You'll probably be better off getting color scans and converting them to B&W yourself in PP, just like any other digital file.


The grain is a little different though - in that regard, color and B&W film have a different 'look'.


----------



## ronlane (Jan 11, 2014)

Thanks Terri. Josh, I believe I understand the difference, you are right that it is kind of a pain to do it this way but when you're impatient, you do the best you can.
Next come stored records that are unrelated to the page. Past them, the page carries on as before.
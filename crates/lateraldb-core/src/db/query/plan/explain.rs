//! Deterministic SQL-like rendering of executable plans, and the plan
//! fingerprint derived from it.

use crate::db::query::plan::{ExecutablePlan, JoinStep, SlotLayout};
use sha2::{Digest, Sha256};
use std::fmt::{self, Write as _};

///
/// PlanFingerprint
///
/// Stable, deterministic fingerprint for resolved plans: a SHA-256 digest
/// of the explain text, so plans that explain identically always match
/// and distinct plans match only on a hash collision.
/// The executor's comparator is not part of the plan and does not
/// contribute; runs with different comparators share a fingerprint.
///

#[derive(Clone, Copy, Debug, Eq, Hash, Ord, PartialEq, PartialOrd)]
pub struct PlanFingerprint([u8; 32]);

impl PlanFingerprint {
    #[must_use]
    pub fn as_hex(&self) -> String {
        let mut out = String::with_capacity(64);
        for byte in self.0 {
            let _ = write!(out, "{byte:02x}");
        }
        out
    }
}

impl fmt::Display for PlanFingerprint {
    fn fmt(&self, f: &mut fmt::Formatter<'_>) -> fmt::Result {
        f.write_str(&self.as_hex())
    }
}

impl ExecutablePlan {
    /// Render the resolved plan, one clause per line.
    #[must_use]
    pub fn explain(&self) -> String {
        let mut out = String::new();

        let select = self
            .projection
            .iter()
            .map(|step| format!("{} AS {}", step.expr, step.label))
            .collect::<Vec<_>>()
            .join(", ");
        let root = self.root();
        let _ = writeln!(out, "SELECT {select}");
        let _ = write!(out, "FROM {} AS {}", root.model.entity_name, root.alias);

        for join in &self.joins {
            out.push('\n');
            out.push_str(&explain_join(join, &self.slots[join.slot]));
        }

        out
    }

    /// Compute a stable fingerprint for this plan.
    #[must_use]
    pub fn fingerprint(&self) -> PlanFingerprint {
        let mut hasher = Sha256::new();
        hasher.update(b"planfp:v1");
        hasher.update(self.explain().as_bytes());
        let digest = hasher.finalize();

        let mut out = [0u8; 32];
        out.copy_from_slice(&digest);
        PlanFingerprint(out)
    }
}

fn explain_join(join: &JoinStep, slot: &SlotLayout) -> String {
    let subplan = &join.subplan;
    let entity = subplan.entity.entity_name;
    let inner_field = subplan.entity.fields[subplan.correlation_index].name;

    if !join.lateral {
        let mut out = format!(
            "{} JOIN {entity} AS {} ON {}.{inner_field} = {}",
            join.kind, join.alias, join.alias, join.outer_label
        );
        if let Some(filter) = &subplan.filter {
            let _ = write!(out, " AND {filter}");
        }
        return out;
    }

    let columns = slot.columns.as_ref().map_or_else(
        || "*".to_string(),
        |columns| {
            columns
                .iter()
                .map(|(name, index)| format!("{} AS {name}", subplan.entity.fields[*index].name))
                .collect::<Vec<_>>()
                .join(", ")
        },
    );

    let mut inner = format!(
        "SELECT {columns} FROM {entity} AS {} WHERE {}.{inner_field} = {}",
        join.alias, join.alias, join.outer_label
    );
    if let Some(filter) = &subplan.filter {
        let _ = write!(inner, " AND {filter}");
    }
    if !subplan.order.is_empty() {
        let order = subplan
            .order
            .iter()
            .map(|key| format!("{} {} NULLS LAST", key.field, key.direction))
            .collect::<Vec<_>>()
            .join(", ");
        let _ = write!(inner, " ORDER BY {order}");
    }
    if let Some(limit) = subplan.limit {
        let _ = write!(inner, " LIMIT {limit}");
    }

    format!("{} JOIN LATERAL ({inner}) AS {} ON TRUE", join.kind, join.alias)
}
I'm trying to find b&w film locally.


----------



## Josh66 (Jan 11, 2014)

ronlane said:


> I'm trying to find b&w film locally.


Freestyle and B&H are "local enough" for me, lol.

Locally, I would pay 3-4 times what Freestyle or B&H charges for a roll - and I'm not exaggerating.


----------



## ronlane (Jan 11, 2014)

B&H is where I'm probably going to order from but that will take close to a week to receive. I can shoot some color in that time. I haven't found any b&w here yet, but I've just started looking.


----------



## Josh66 (Jan 11, 2014)

ronlane said:


> I believe I understand the difference


You CAN develop color film in B&W chemicals, but they (the B&W chems) will not remove the orange mask, so it may be difficult to get a good print (on an enlarger) from it ... not really sure.  It scans good enough though.

IMO, developing color film in B&W chemicals is a waste of film...  It's one thing if the film is expired and you're just trying to get whatever you can.  If you want color, shoot color.  If you want B&W, shoot B&W.  Gary will be here in a minute with scans of color film he developed in Rodinal, lol.

I love me some Rodinal, but I would rather use it on B&W film.  Color film is typically more expensive anyway - it would be a shame to use it for something you could have gotten better results with, and for less money too.


Shoot the color film, have it developed normally, convert in PP.  THEN, you have your B&W shots, but you still have good color negs.


Buy some real B&W film soon though.


----------



## terri (Jan 11, 2014)

I hope you can find some locally!!   That would be the bomb.   If not, give Freestyle some love, too!      Have fun, and post what you do for us!


----------



## Josh66 (Jan 11, 2014)

ronlane said:


> B&H is where I'm probably going to order from but that will take close to a week to receive. I can shoot some color in that time. I haven't found any b&w here yet, but I've just started looking.


B&H is usually *slightly* cheaper than Freestyle, but Freestyle often has a better selection.  I like Freestyle because they are "film people", lol.  Plus, they will ship ORM-D chemicals, B&H will not.


----------



## ronlane (Jan 11, 2014)

Thanks Josh, I will look at them. I am not going to process the film myself, I am going to send it out to do that. I don't have the room to do it and have two small kids, so I worry about the extra chemicals.


----------



## Josh66 (Jan 11, 2014)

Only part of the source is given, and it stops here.